Material for this exercise START
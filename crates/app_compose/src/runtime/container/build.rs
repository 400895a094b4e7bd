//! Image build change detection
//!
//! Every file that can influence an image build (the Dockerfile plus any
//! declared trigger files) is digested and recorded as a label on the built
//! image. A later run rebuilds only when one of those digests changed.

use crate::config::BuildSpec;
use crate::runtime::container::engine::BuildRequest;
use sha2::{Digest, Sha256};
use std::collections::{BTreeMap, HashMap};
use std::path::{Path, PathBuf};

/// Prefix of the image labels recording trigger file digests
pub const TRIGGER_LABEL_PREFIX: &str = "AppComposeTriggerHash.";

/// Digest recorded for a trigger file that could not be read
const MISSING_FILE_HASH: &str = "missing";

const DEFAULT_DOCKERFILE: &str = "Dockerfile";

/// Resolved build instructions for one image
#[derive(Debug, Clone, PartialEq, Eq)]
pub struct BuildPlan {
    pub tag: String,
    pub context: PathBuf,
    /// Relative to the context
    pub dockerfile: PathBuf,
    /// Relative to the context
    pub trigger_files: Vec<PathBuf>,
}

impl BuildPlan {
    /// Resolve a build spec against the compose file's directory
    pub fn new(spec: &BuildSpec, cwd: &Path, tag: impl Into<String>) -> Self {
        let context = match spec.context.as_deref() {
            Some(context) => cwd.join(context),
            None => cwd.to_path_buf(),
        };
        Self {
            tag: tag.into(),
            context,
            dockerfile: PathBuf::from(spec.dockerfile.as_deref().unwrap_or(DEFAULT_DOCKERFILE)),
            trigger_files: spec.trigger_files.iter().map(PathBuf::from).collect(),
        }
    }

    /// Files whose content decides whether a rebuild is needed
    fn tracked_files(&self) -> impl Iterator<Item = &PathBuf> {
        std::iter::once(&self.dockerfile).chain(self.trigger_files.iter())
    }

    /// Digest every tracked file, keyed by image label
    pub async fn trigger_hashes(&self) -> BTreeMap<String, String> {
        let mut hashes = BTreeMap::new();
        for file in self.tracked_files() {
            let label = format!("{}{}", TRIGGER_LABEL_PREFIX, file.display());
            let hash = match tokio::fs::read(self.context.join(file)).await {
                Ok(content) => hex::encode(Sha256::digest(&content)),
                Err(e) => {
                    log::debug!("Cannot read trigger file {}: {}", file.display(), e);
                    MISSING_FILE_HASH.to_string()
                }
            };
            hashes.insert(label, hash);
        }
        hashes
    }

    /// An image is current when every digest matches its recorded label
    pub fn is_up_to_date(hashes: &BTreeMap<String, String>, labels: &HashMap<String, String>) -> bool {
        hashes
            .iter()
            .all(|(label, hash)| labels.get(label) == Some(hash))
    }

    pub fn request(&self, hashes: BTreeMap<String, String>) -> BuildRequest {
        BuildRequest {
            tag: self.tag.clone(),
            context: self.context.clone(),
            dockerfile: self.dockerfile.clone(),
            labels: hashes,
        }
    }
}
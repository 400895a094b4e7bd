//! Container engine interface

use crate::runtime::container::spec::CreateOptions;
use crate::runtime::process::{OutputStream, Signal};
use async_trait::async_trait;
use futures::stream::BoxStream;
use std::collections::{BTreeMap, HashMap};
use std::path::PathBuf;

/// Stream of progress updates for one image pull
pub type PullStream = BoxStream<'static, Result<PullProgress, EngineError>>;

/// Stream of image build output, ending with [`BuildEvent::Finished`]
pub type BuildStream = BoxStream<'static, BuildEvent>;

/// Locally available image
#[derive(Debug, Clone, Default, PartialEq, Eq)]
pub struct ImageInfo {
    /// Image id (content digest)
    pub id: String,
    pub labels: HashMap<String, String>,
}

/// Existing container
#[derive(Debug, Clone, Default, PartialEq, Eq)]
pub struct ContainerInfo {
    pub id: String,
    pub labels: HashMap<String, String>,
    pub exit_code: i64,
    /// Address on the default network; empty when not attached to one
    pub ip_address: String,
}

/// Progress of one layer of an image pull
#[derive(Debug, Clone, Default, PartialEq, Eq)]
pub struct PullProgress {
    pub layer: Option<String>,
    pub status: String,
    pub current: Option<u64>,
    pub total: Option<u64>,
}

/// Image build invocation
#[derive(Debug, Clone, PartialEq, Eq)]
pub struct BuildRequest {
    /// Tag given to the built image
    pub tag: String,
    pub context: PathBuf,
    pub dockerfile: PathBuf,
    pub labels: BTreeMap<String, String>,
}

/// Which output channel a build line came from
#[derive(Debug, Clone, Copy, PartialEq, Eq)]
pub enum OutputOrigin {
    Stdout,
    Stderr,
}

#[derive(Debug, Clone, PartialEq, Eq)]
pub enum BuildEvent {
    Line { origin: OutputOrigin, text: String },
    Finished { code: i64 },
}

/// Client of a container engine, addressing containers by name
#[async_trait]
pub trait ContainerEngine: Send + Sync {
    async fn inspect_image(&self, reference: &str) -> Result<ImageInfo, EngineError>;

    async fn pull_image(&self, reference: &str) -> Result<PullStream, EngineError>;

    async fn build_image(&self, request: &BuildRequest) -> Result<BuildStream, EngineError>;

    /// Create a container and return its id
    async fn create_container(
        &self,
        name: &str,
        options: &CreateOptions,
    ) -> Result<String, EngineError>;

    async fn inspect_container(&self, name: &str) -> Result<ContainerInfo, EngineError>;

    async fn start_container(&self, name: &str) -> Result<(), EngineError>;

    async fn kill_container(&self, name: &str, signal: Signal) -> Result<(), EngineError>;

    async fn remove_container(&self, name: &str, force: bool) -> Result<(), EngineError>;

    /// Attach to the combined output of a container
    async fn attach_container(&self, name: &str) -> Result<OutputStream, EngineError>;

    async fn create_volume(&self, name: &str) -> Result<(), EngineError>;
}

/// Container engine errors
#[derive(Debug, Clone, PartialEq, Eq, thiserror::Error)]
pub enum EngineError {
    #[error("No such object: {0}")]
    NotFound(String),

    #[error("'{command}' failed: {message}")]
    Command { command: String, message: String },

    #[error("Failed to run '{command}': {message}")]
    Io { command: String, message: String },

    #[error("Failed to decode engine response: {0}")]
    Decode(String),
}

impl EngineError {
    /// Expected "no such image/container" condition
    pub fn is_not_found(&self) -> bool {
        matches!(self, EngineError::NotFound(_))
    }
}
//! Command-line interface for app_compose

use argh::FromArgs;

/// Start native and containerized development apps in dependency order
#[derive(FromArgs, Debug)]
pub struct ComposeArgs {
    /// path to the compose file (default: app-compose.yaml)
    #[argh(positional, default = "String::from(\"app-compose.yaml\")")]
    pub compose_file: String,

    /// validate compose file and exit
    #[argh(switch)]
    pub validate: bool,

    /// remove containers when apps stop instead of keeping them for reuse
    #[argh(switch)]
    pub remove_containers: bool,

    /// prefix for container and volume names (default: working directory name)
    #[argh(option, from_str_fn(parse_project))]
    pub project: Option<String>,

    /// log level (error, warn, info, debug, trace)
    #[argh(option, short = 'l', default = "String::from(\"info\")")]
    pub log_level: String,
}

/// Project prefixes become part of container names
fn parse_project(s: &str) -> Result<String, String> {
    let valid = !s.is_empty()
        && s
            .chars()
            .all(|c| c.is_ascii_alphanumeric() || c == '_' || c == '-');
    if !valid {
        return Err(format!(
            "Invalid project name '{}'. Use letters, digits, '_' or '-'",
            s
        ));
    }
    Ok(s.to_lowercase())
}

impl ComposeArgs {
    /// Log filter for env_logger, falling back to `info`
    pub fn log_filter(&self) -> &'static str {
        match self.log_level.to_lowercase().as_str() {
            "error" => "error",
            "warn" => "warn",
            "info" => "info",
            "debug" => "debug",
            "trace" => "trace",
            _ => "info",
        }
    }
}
Material for this exercise END
▶ Work request:
Scan the material above for lines holding the string "Finished" and copy those lines.

▶ Answer section:
/// Stream of image build output, ending with [`BuildEvent::Finished`]
    Finished { code: i64 },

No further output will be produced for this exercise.